Furthermore, the US has reversed itself on some initial occupation decisions that have turned out to be counterproductive. Baath Party officials from the old regime will no longer be automatically disqualified from government-related jobs. The use of former Iraqi Army generals to negotiate a possible end to the standoff with insurgents in Fallujah marks something of a turning point. "What that essentially reveals is how big a mistake it was to get rid of the old Army," says Pat Lang, the former head of Middle East intelligence at the Defense Intelligence Agency.
But that being said, the reconstruction period in Iraq has been much more difficult than the White House predicted in the wake of last year's initial push into the country. The ease of the initial military thrust may have been deceptive. To trap the US with a draining insurgency might have been the old regime's strategy all along. In any case, the US underestimated the devastation, both physical and mental, that Mr. Hussein would leave in his wake.
"More could have been done in the pre-war planning for postwar operations," said retired Army Gen. John Keane, who was vice chief of staff of the Army until last fall, in a recent congressional appearance.
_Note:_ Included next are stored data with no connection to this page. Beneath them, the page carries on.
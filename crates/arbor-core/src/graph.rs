//! Arena-backed dependency graph
//!
//! Nodes are stored in a single vector and refer to each other by [`NodeId`].
//! The parent link is only used to walk the ancestor chain; ownership of a
//! node lies with the arena, never with its parent.

use std::fmt;
use std::ops::{Index, IndexMut};

use crate::artifact::{Artifact, ArtifactKey};
use crate::dependency::Dependency;
use crate::repository::RemoteRepository;
use crate::version::{Version, VersionConstraint};

#[derive(Debug, Clone, Copy, PartialEq, Eq, Hash, PartialOrd, Ord)]
pub struct NodeId(usize);

impl NodeId {
    pub fn index(self) -> usize {
        self.0
    }
}

impl fmt::Display for NodeId {
    fn fmt(&self, f: &mut fmt::Formatter<'_>) -> fmt::Result {
        write!(f, "#{}", self.0)
    }
}

/// Identity of the conflict group a node was assigned to
#[derive(Debug, Clone, PartialEq, Eq, Hash, PartialOrd, Ord)]
pub struct ConflictId(pub ArtifactKey);

impl fmt::Display for ConflictId {
    fn fmt(&self, f: &mut fmt::Formatter<'_>) -> fmt::Result {
        write!(f, "{}", self.0)
    }
}

#[derive(Debug, Clone, Default)]
pub struct DependencyNode {
    /// `None` only for a synthetic root
    pub dependency: Option<Dependency>,
    /// Label for a root without a dependency
    pub root_artifact: Option<Artifact>,
    pub version: Option<Version>,
    pub version_constraint: Option<VersionConstraint>,
    pub conflict_id: Option<ConflictId>,
    pub premanaged_version: Option<String>,
    pub premanaged_scope: Option<String>,
    /// Artifacts that were relocated to reach this node's artifact
    pub relocations: Vec<Artifact>,
    pub aliases: Vec<Artifact>,
    pub repositories: Vec<RemoteRepository>,
    pub request_context: String,
    children: Vec<NodeId>,
    parent: Option<NodeId>,
    depth: usize,
}

impl DependencyNode {
    pub fn new(dependency: Dependency) -> Self {
        Self {
            dependency: Some(dependency),
            ..Default::default()
        }
    }

    pub fn root(artifact: Option<Artifact>) -> Self {
        Self {
            root_artifact: artifact,
            ..Default::default()
        }
    }

    pub fn artifact(&self) -> Option<&Artifact> {
        self.dependency
            .as_ref()
            .map(|d| &d.artifact)
            .or(self.root_artifact.as_ref())
    }

    pub fn scope(&self) -> &str {
        self.dependency.as_ref().map(|d| d.scope.as_str()).unwrap_or("")
    }

    pub fn children(&self) -> &[NodeId] {
        &self.children
    }

    pub fn parent(&self) -> Option<NodeId> {
        self.parent
    }

    pub fn depth(&self) -> usize {
        self.depth
    }
}

#[derive(Debug, Clone)]
pub struct DependencyGraph {
    nodes: Vec<DependencyNode>,
    root: NodeId,
}

impl DependencyGraph {
    pub fn new(mut root: DependencyNode) -> Self {
        root.parent = None;
        root.depth = 0;
        root.children.clear();
        Self {
            nodes: vec![root],
            root: NodeId(0),
        }
    }

    pub fn root(&self) -> NodeId {
        self.root
    }

    pub fn get(&self, id: NodeId) -> Option<&DependencyNode> {
        self.nodes.get(id.0)
    }

    /// Attach `node` as the last child of `parent`
    pub fn add_child(&mut self, parent: NodeId, mut node: DependencyNode) -> NodeId {
        node.parent = Some(parent);
        node.depth = self[parent].depth + 1;
        node.children.clear();

        let id = NodeId(self.nodes.len());
        self.nodes.push(node);
        self[parent].children.push(id);
        id
    }

    pub fn children(&self, id: NodeId) -> &[NodeId] {
        &self[id].children
    }

    pub fn parent(&self, id: NodeId) -> Option<NodeId> {
        self[id].parent
    }

    pub fn depth(&self, id: NodeId) -> usize {
        self[id].depth
    }

    /// Parents of `id`, nearest first
    pub fn ancestors(&self, id: NodeId) -> Ancestors<'_> {
        Ancestors {
            graph: self,
            next: self[id].parent,
        }
    }

    /// Find `from` or one of its ancestors carrying the same artifact identity
    pub fn find_duplicate(&self, from: NodeId, artifact: &Artifact) -> Option<NodeId> {
        let identity = artifact.identity();
        std::iter::once(from)
            .chain(self.ancestors(from))
            .find(|id| {
                self[*id]
                    .artifact()
                    .is_some_and(|a| a.identity() == identity)
            })
    }

    /// Deep-copy the subtree at `source` under `parent`.
    ///
    /// The copy gets fresh child lists, parent links and depths. Nodes whose
    /// artifact already occurs on the ancestor chain at the new position are
    /// left out, and `None` is returned if that applies to `source` itself.
    pub fn clone_subtree(&mut self, source: NodeId, parent: NodeId) -> Option<NodeId> {
        if let Some(artifact) = self[source].artifact() {
            if self.find_duplicate(parent, artifact).is_some() {
                return None;
            }
        }

        let copy = self[source].clone();
        let source_children = copy.children.clone();
        let id = self.add_child(parent, copy);
        for child in source_children {
            self.clone_subtree(child, id);
        }
        Some(id)
    }

    /// Keep only the children of `id` accepted by `keep`, preserving their order
    pub fn retain_children(&mut self, id: NodeId, mut keep: impl FnMut(NodeId) -> bool) {
        let children = std::mem::take(&mut self[id].children);
        let mut kept = Vec::with_capacity(children.len());
        for child in children {
            if keep(child) {
                kept.push(child);
            } else {
                self[child].parent = None;
            }
        }
        self[id].children = kept;
    }

    pub fn remove_child(&mut self, parent: NodeId, child: NodeId) {
        self.retain_children(parent, |c| c != child);
    }

    /// Nodes reachable from the root in pre-order
    pub fn preorder(&self) -> Vec<NodeId> {
        self.preorder_from(self.root)
    }

    pub fn preorder_from(&self, start: NodeId) -> Vec<NodeId> {
        let mut order = Vec::new();
        let mut stack = vec![start];
        while let Some(id) = stack.pop() {
            order.push(id);
            stack.extend(self[id].children.iter().rev().copied());
        }
        order
    }

    /// Number of nodes reachable from the root
    pub fn node_count(&self) -> usize {
        self.preorder().len()
    }

    /// Artifacts of all reachable non-root nodes in pre-order, i.e. classpath order
    pub fn artifacts(&self) -> Vec<&Artifact> {
        self.preorder()
            .into_iter()
            .filter(|id| *id != self.root)
            .filter_map(|id| self[id].artifact())
            .collect()
    }

    /// Reachable nodes whose artifact has the given group and artifact id
    pub fn find_nodes(&self, group_id: &str, artifact_id: &str) -> Vec<NodeId> {
        self.preorder()
            .into_iter()
            .filter(|id| {
                self[*id]
                    .artifact()
                    .is_some_and(|a| a.group_id == group_id && a.artifact_id == artifact_id)
            })
            .collect()
    }
}

impl Index<NodeId> for DependencyGraph {
    type Output = DependencyNode;

    fn index(&self, id: NodeId) -> &Self::Output {
        &self.nodes[id.0]
    }
}

impl IndexMut<NodeId> for DependencyGraph {
    fn index_mut(&mut self, id: NodeId) -> &mut Self::Output {
        &mut self.nodes[id.0]
    }
}

pub struct Ancestors<'a> {
    graph: &'a DependencyGraph,
    next: Option<NodeId>,
}

impl Iterator for Ancestors<'_> {
    type Item = NodeId;

    fn next(&mut self) -> Option<Self::Item> {
        let current = self.next?;
        self.next = self.graph[current].parent;
        Some(current)
    }
}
General Keane said that he had not predicted how passive Iraq's people would be after 35 years of political repression, and how that would make them skeptical of all authority and wary of the Americans' insistence that they were liberators.
That sentiment is echoed by Mario Mancuso, a former Special Operations commander who spent close to a year in Iraq, including five months around Najaf. "I found a brutalized, traumatized, and paranoid people by and large," he says.
The US knew Iraqis as a whole were educated and industrious - the Germans of the Middle East, in an old Western stereotype. What they hadn't counted on was how much they had been beaten down, and how they would have to try and coax locals out of a battened-down survival mode. "We likely overstated how much they could help us," says Mancuso.
Meanwhile, the infrastructure of Iraq was decrepit. The US had thought it would have to protect electricity plants, oil pipelines, and other key installations against sabotage. It hadn't counted on having to protect them against rust.
"We received the country in terrible shape but not as a result of the conflict - only as the result of the lack of maintenance for the last decade or two," says John Reppert, an expert at the Marshall Center in Garmisch, Germany.
Thus the US is now in a very difficult position, notes Dr. Reppert. The US still must provide physical security for months to come in Iraq, with the steady drain of casualties that entails. Since last May, over 600 US soldiers have died.
Yet at the same time, its political control will inevitably begin to dwindle as the UN becomes more involved and Iraqis themselves agitate for more control. Ultimately, the Iraqi government will almost certainly be better than that of Hussein - but it may be far from the Jeffersonian democracy the US says it wants.
"We are going to have to abide by our decision to empower the Iraqis and to live with the decisions they make," Judith Yaphe, an Iraqi expert at the National Defense University, recently told Congress.